The chaplain’s speech at the conclusion of the novel is almost identical to the one in the movie:
“You were perhaps reared in the Protestant faith?”
“Yes.”
“And you were never converted to any other?”
“Well, no.”
“Good. That is,” Dr. Morris amended with a smile, “I mean ‘good’ in the sense that we have a certain definition. I don’t mean to suggest that being a Protestant is any better than being a Catholic or a Jew, and as a matter of fact, I would be qualified, if I may say so, to serve you in either of those faiths as well.”
Wilson gazed at him uncertainly.
The novel is just as powerful today, almost fifty years later. And I think it resonates with men in their later years who can look back and wonder what happened to all their dreams. If someone could reboot your life for you, would you let them?

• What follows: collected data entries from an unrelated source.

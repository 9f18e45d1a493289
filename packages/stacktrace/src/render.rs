//! Human-readable and JSON rendering of traced chains
//!
//! Rendering re-walks the chain on every call; nothing is cached.
//!
//! ```text
//! Error: baz: bar: foo
//!     Origin is: foo
//!         at app::foo (in src/app.rs:41)
//!     Caused by: bar
//!         at app::bar (in src/app.rs:47)
//!     Ends here: baz
//!         at app::baz (in src/app.rs:51)
//! ```

use crate::capture::{FrameKey, Pc};
use crate::{chain, filter};
use serde::{Deserialize, Serialize};
use std::collections::HashMap;
use std::error::Error;
use std::fmt::Write as _;
use std::path::Path;

const INDENT: &str = "    ";
const HEAD: &str = "Origin is:";
const TAIL: &str = "Ends here:";
const BODY: &str = "Caused by:";

/// One displayed frame of a traced chain
#[derive(Debug, Clone, PartialEq, Eq, Serialize, Deserialize)]
pub struct Frame {
    /// Position in the trace, starting at 1 for the origin
    pub id: usize,
    /// Cause anchored to this frame, empty when none
    pub cause: String,
    /// Source file as recorded in debug info
    pub file: String,
    /// Source line
    pub line: u32,
    /// Demangled function path
    pub function: String,
}

/// Render `err` from the origin to the latest call site
#[must_use]
pub fn sprint(err: &(dyn Error + 'static)) -> String {
    sprint_with(err, false)
}

/// Render `err` from the latest call site back to the origin
#[must_use]
pub fn sprint_reversed(err: &(dyn Error + 'static)) -> String {
    sprint_with(err, true)
}

/// Render `err`, optionally with the frame order reversed.
///
/// Labels are assigned on the forward order, so a reversed report starts with
/// `Ends here:` and finishes with `Origin is:`.
#[must_use]
pub fn sprint_with(err: &(dyn Error + 'static), reversed: bool) -> String {
    let mut out = String::new();
    let _ = writeln!(out, "Error: {err}");

    let walk = chain::walk(err);
    let frames = filter::filter_frames(walk.frames);
    let labels = label_frames(&frames, &walk.causes);

    let mut rows: Vec<(Option<String>, FrameKey)> = labels
        .into_iter()
        .zip(frames)
        .map(|(label, (_, frame))| (label, frame))
        .collect();
    if reversed {
        rows.reverse();
    }

    let last = rows.len().saturating_sub(1);
    for (i, (label, frame)) in rows.iter().enumerate() {
        if let Some(label) = label {
            let _ = writeln!(out, "{INDENT}{label}");
        }
        let _ = write!(out, "{INDENT}{INDENT}{}", format_frame(frame));
        if i != last {
            out.push('\n');
        }
    }

    out
}

/// Displayed frames of `err`, origin first
#[must_use]
pub fn frames(err: &(dyn Error + 'static)) -> Vec<Frame> {
    let walk = chain::walk(err);

    filter::filter_frames(walk.frames)
        .into_iter()
        .enumerate()
        .map(|(i, (pc, frame))| Frame {
            id: i + 1,
            cause: walk.causes.get(&pc).cloned().unwrap_or_default(),
            file: frame.file,
            line: frame.line,
            function: frame.function,
        })
        .collect()
}

/// [`frames`] as pretty-printed JSON
pub fn frames_json(err: &(dyn Error + 'static)) -> serde_json::Result<String> {
    serde_json::to_string_pretty(&frames(err))
}

/// Label line for each frame.
///
/// A lone frame gets none: its cause is the error message printed above it.
fn label_frames(frames: &[(Pc, FrameKey)], causes: &HashMap<Pc, String>) -> Vec<Option<String>> {
    if frames.len() < 2 {
        return vec![None; frames.len()];
    }

    let last = frames.len() - 1;
    frames
        .iter()
        .enumerate()
        .map(|(i, (pc, _))| {
            let cause = causes.get(pc).filter(|cause| !cause.is_empty());
            let label = match i {
                0 => HEAD,
                i if i == last => TAIL,
                _ if cause.is_some() => BODY,
                _ => return None,
            };

            Some(match cause {
                Some(cause) => format!("{label} {cause}"),
                None => label.to_string(),
            })
        })
        .collect()
}

fn format_frame(frame: &FrameKey) -> String {
    format!(
        "at {} (in {}:{})",
        pretty_function(&frame.function),
        pretty_file(&frame.file),
        frame.line
    )
}

/// Last two path segments of a function, e.g. `handlers::find_product`.
///
/// `::` inside generic arguments does not split.
fn pretty_function(function: &str) -> &str {
    let bytes = function.as_bytes();
    let mut depth = 0usize;
    let mut cuts = Vec::new();

    let mut i = 0;
    while i < bytes.len() {
        match bytes[i] {
            b'<' => depth += 1,
            b'>' => depth = depth.saturating_sub(1),
            b':' if depth == 0 && bytes.get(i + 1) == Some(&b':') => {
                cuts.push(i);
                i += 1;
            }
            _ => {}
        }
        i += 1;
    }

    match cuts.len() {
        0 | 1 => function,
        n => &function[cuts[n - 2] + 2..],
    }
}

/// File path relative to the working directory when it lies under it
fn pretty_file(file: &str) -> String {
    let Ok(wd) = std::env::current_dir() else {
        return file.to_string();
    };

    relative_to(file, &wd)
}

fn relative_to(file: &str, base: &Path) -> String {
    match Path::new(file).strip_prefix(base) {
        Ok(rest) => rest.display().to_string(),
        Err(_) => file.to_string(),
    }
}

The old man has the best comment at the end of the book:
“…Oh, except that the failures kept on coming, more and more, and I finally had to admit that I might possibly have based my enterprise on a fallacy. I’ve always tried to be honest with myself, son. That’s the only way to live honorably.” He waved his pipe, which promptly went out, and he was forced to light it again. “As for that fallacy, it was simply this: that my business seemed to attract the wrong kind of clients. In fact, I often wondered whether it didn’t attract only the wrong kind of clients.”
David Ely is one of the great unknown/underrated writers.